Assigned task: The entries below hold a line with "(the execution harness)." and a line with "#[derive(Debug, Clone, PartialEq, Serialize, Deserialize)]". Return those lines and all that lie between them, exactly and only.

(Source information)

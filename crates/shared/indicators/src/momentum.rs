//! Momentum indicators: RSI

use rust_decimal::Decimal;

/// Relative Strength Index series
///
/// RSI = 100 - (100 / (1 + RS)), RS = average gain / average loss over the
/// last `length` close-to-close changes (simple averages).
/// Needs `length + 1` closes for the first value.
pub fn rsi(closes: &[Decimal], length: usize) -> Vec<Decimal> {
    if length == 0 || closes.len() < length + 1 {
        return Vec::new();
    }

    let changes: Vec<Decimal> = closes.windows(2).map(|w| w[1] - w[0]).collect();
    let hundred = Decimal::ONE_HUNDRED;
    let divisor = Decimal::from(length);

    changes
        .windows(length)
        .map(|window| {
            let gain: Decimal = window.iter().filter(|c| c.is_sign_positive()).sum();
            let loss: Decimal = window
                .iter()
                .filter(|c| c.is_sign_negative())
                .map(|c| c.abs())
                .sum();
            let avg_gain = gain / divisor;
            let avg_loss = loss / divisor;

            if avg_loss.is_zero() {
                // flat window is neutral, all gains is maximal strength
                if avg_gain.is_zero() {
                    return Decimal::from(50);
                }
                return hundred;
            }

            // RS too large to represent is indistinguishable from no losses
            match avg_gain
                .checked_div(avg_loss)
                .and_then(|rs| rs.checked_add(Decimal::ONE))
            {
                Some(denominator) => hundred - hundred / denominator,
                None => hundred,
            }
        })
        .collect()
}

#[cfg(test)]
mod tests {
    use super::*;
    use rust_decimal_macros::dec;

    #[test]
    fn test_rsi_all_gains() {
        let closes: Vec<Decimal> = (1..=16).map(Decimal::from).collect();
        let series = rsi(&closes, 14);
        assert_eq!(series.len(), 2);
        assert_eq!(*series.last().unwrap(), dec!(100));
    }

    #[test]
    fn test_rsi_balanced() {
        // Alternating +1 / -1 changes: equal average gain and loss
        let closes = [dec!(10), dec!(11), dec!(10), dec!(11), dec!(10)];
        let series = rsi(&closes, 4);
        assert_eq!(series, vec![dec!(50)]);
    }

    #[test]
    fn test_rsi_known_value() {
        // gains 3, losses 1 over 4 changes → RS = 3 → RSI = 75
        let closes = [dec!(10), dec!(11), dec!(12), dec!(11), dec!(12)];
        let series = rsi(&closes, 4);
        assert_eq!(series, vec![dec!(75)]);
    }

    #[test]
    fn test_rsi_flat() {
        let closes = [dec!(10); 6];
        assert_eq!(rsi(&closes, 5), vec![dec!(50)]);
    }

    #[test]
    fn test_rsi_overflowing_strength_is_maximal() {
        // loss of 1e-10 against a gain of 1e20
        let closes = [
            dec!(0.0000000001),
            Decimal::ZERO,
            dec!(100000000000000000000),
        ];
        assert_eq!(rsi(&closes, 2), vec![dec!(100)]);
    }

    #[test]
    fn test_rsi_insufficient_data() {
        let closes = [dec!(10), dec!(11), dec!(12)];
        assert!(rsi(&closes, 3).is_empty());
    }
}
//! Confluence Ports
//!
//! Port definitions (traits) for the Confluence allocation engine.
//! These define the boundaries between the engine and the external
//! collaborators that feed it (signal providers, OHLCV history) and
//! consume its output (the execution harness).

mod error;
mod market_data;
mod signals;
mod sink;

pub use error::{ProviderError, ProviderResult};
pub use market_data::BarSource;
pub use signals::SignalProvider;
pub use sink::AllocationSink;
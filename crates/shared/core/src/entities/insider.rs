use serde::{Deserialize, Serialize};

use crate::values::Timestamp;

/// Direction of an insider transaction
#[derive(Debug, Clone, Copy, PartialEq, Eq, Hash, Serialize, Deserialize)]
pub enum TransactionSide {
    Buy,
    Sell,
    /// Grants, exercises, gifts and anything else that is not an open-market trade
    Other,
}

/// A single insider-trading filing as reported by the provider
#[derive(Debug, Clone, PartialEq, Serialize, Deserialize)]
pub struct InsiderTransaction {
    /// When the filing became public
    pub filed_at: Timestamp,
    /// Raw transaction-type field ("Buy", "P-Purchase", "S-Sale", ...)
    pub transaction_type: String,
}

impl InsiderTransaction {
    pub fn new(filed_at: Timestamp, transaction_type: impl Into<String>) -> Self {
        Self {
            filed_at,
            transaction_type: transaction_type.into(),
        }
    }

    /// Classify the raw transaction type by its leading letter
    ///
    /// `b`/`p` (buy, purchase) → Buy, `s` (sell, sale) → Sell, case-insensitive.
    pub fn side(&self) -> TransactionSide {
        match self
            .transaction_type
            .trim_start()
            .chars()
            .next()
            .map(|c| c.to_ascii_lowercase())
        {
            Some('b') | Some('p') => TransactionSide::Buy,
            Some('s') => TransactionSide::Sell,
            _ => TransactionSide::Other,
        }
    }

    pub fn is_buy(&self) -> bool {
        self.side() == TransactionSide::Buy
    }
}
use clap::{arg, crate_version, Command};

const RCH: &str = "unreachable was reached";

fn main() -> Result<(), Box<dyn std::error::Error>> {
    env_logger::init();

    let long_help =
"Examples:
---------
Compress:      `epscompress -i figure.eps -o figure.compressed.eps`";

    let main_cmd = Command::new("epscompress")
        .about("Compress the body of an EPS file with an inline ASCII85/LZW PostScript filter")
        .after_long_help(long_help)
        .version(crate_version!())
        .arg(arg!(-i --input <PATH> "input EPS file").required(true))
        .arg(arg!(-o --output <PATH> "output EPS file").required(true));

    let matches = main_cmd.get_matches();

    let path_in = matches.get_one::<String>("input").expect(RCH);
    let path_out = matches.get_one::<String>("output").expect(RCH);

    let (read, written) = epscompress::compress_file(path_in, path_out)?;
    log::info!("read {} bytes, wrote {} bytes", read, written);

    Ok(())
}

(End Source information)

Task answer:
//! consume its output (the execution harness).

mod error;
mod market_data;
mod signals;
mod sink;

pub use error::{ProviderError, ProviderResult};
pub use market_data::BarSource;
pub use signals::SignalProvider;
pub use sink::AllocationSink;
filename crates/shared/core/src/entities/insider.rs
use serde::{Deserialize, Serialize};

use crate::values::Timestamp;

/// Direction of an insider transaction
#[derive(Debug, Clone, Copy, PartialEq, Eq, Hash, Serialize, Deserialize)]
pub enum TransactionSide {
    Buy,
    Sell,
    /// Grants, exercises, gifts and anything else that is not an open-market trade
    Other,
}

/// A single insider-trading filing as reported by the provider
#[derive(Debug, Clone, PartialEq, Serialize, Deserialize)]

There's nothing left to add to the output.